Iran wystrzelił rakiety średniego zasięgu
Iran wystrzelił w poniedziałek rano dwie rakiety średniego zasięgu - podała telewizja w Teheranie. Była to kolejna seria prób pocisków rakietowych, przeprowadzonych w ciągu ostatniej doby przez ten kraj.
W niedzielę Iran testował dwie rakiety krótkiego zasięgu w ramach ćwiczeń Gwardii Rewolucyjnej - elitarnych jednostek wojskowych. Gwardia, będąca ideologiczną armią reżimu w Iranie, poinformowała, że począwszy od niedzieli przeprowadza manewry, włącznie z wystrzeleniem rakiet w celu - jak to określiła - "zwiększenia zdolności odstraszania irańskich sił zbrojnych". Zapowiedziano też testowanie rakiet dalekiego zasięgu.
Informując o poniedziałkowych próbach, telewizja teherańska nie podała szczegółów na temat typu testowanych pocisków.

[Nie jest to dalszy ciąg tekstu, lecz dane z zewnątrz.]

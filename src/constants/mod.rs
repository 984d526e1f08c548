pub struct Env {
    pub ip: String,
    pub port: u16,
    pub upload_mode: String,
    pub processor_url: Option<String>,
    pub upload_dir: String,
    pub max_file_size: usize,
}

impl Env {
    fn new() -> Self {
        let ip = std::env::var("IP").unwrap_or_else(|_| "127.0.0.1".to_string());
        let port = std::env::var("PORT")
            .unwrap_or_else(|_| "8080".to_string())
            .parse::<u16>()
            .expect("PORT must be a valid u16 integer");

        let upload_mode = std::env::var("UPLOAD_MODE").unwrap_or_else(|_| "local".to_string());
        let processor_url = std::env::var("PROCESSOR_URL").ok();

        let upload_dir = std::env::var("UPLOAD_DIR").unwrap_or_else(|_| {
            std::env::temp_dir().join("pdf-uploads").to_string_lossy().into_owned()
        });

        let max_file_size = std::env::var("MAX_FILE_SIZE")
            .unwrap_or_else(|_| "10485760".to_string())
            .parse::<usize>()
            .expect("MAX_FILE_SIZE must be a valid usize integer");

        Env { ip, port, upload_mode, processor_url, upload_dir, max_file_size }
    }
}

impl Default for Env {
    fn default() -> Self {
        Self::new()
    }
}
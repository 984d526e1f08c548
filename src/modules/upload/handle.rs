use actix_multipart::Multipart;
use actix_web::{HttpResponse, http::header, web};
use futures_util::TryStreamExt;

use crate::api::{error, success::Success};
use crate::modules::upload::schema::Liveness;
use crate::modules::upload::service::{UploadOutcome, UploadService};

/// Upload file handler: drains the multipart stream for the `file` field and
/// dispatches to the configured upload mode.
pub async fn upload_pdf<S, P>(
    mut payload: Multipart,
    service: web::Data<UploadService<S, P>>,
) -> Result<HttpResponse, error::Error>
where
    S: crate::modules::upload::store::FileStore + Send + Sync + 'static,
    P: crate::modules::upload::processor::PdfProcessor + Send + Sync + 'static,
{
    // Process multipart form data
    while let Some(mut field) = payload
        .try_next()
        .await
        .map_err(|_| error::Error::bad_request("Malformed multipart payload"))?
    {
        let content_disposition = field
            .content_disposition()
            .ok_or_else(|| error::Error::bad_request("Missing content disposition"))?;

        if content_disposition.get_name() != Some("file") {
            continue;
        }

        let filename = content_disposition
            .get_filename()
            .ok_or_else(|| error::Error::bad_request("Missing filename"))?
            .to_string();

        // Declared MIME type, falling back to a lookup on the extension
        let mime_type = field
            .content_type()
            .map(|m| m.to_string())
            .unwrap_or_else(|| mime_guess::from_path(&filename).first_or_octet_stream().to_string());

        // Read file bytes
        let mut bytes = Vec::new();
        while let Some(chunk) = field
            .try_next()
            .await
            .map_err(|_| error::Error::bad_request("Malformed multipart payload"))?
        {
            bytes.extend_from_slice(&chunk);
        }

        let outcome = service.process_upload(filename, bytes, mime_type).await?;

        return match outcome {
            UploadOutcome::Stored(receipt) => Ok(HttpResponse::Ok().json(receipt)),
            UploadOutcome::Processed { filename, bytes } => Ok(HttpResponse::Ok()
                .content_type("application/pdf")
                .insert_header((
                    header::CONTENT_DISPOSITION,
                    format!("inline; filename=\"{}\"", filename),
                ))
                .body(bytes)),
        };
    }

    Err(error::Error::bad_request("No file provided"))
}

/// Liveness handler for GET /api/upload
pub async fn liveness() -> Success<Liveness> {
    Success::ok(Liveness {
        message: "PDF Upload API is working".to_string(),
        timestamp: chrono::Utc::now().to_rfc3339(),
    })
}
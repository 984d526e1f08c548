use std::path::PathBuf;

use crate::api::error;

/// Destination for uploaded bytes
#[async_trait::async_trait]
pub trait FileStore {
    /// Write `bytes` under `filename`, returning the full storage path
    async fn save(&self, filename: &str, bytes: &[u8]) -> Result<PathBuf, error::SystemError>;
}
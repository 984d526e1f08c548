use actix_web::web;

use crate::modules::upload::{processor::PdfProcessor, store::FileStore};

pub fn configure<S, P>(cfg: &mut web::ServiceConfig)
where
    S: FileStore + Send + Sync + 'static,
    P: PdfProcessor + Send + Sync + 'static,
{
    cfg.service(
        web::resource("/upload")
            .route(web::post().to(crate::modules::upload::handle::upload_pdf::<S, P>))
            .route(web::get().to(crate::modules::upload::handle::liveness)),
    );
}
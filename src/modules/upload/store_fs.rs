use std::path::PathBuf;

use crate::api::error;
use crate::modules::upload::store::FileStore;

#[derive(Clone)]
pub struct FsStore {
    root: PathBuf,
}

impl FsStore {
    pub fn new(root: impl Into<PathBuf>) -> Self {
        Self { root: root.into() }
    }
}

#[async_trait::async_trait]
impl FileStore for FsStore {
    async fn save(&self, filename: &str, bytes: &[u8]) -> Result<PathBuf, error::SystemError> {
        // Create upload directory if it doesn't exist
        tokio::fs::create_dir_all(&self.root).await?;

        let file_path = self.root.join(filename);
        tokio::fs::write(&file_path, bytes).await?;

        Ok(file_path)
    }
}

#[cfg(test)]
mod tests {
    use super::*;

    #[actix_web::test]
    async fn test_save_writes_bytes_to_disk() {
        let dir = tempfile::tempdir().unwrap();
        let store = FsStore::new(dir.path());

        let path = store.save("doc.pdf", b"%PDF-1.4 content").await.unwrap();

        assert_eq!(path, dir.path().join("doc.pdf"));
        let on_disk = std::fs::read(&path).unwrap();
        assert_eq!(on_disk, b"%PDF-1.4 content");
    }

    #[actix_web::test]
    async fn test_save_creates_missing_directories() {
        let dir = tempfile::tempdir().unwrap();
        let nested = dir.path().join("nested").join("uploads");
        let store = FsStore::new(&nested);

        let path = store.save("doc.pdf", b"data").await.unwrap();

        assert!(path.starts_with(&nested));
        assert!(path.exists());
    }
}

W niedzielę natomiast zapowiadano wystrzelenie rakiet o zasięgu większym od testowanych tego dnia Szahab I i Szahab II, mogących razić cele w odległości 300-700 km. Obserwatorzy nie wykluczają, że Iran może przeprowadzić próbę z rakietą Szahab III, mającą zasięg ok. 2000 km. Pocisk tego typu może zagrozić celom w Izraelu a także dotrzeć do baz USA w rejonie Zatoki Perskiej.
Manewry irańskie odbywają się w szczególnie drażliwym momencie - kilka dni po ujawnieniu przez Teheran, iż kraj ten zbudował nowe zakłady wzbogacania uranu w pobliżu świętego miasta Kum oraz na kilka dni przed planowanymi 1 października rozmowami Iranu z mocarstwami (5+1 - pięciu stałych członków RB ONZ i Niemiec) na temat programu atomowego tego kraju. Fiasko rozmów może oznaczać nałożenie przez RB ONZ nowych sankcji na Iran.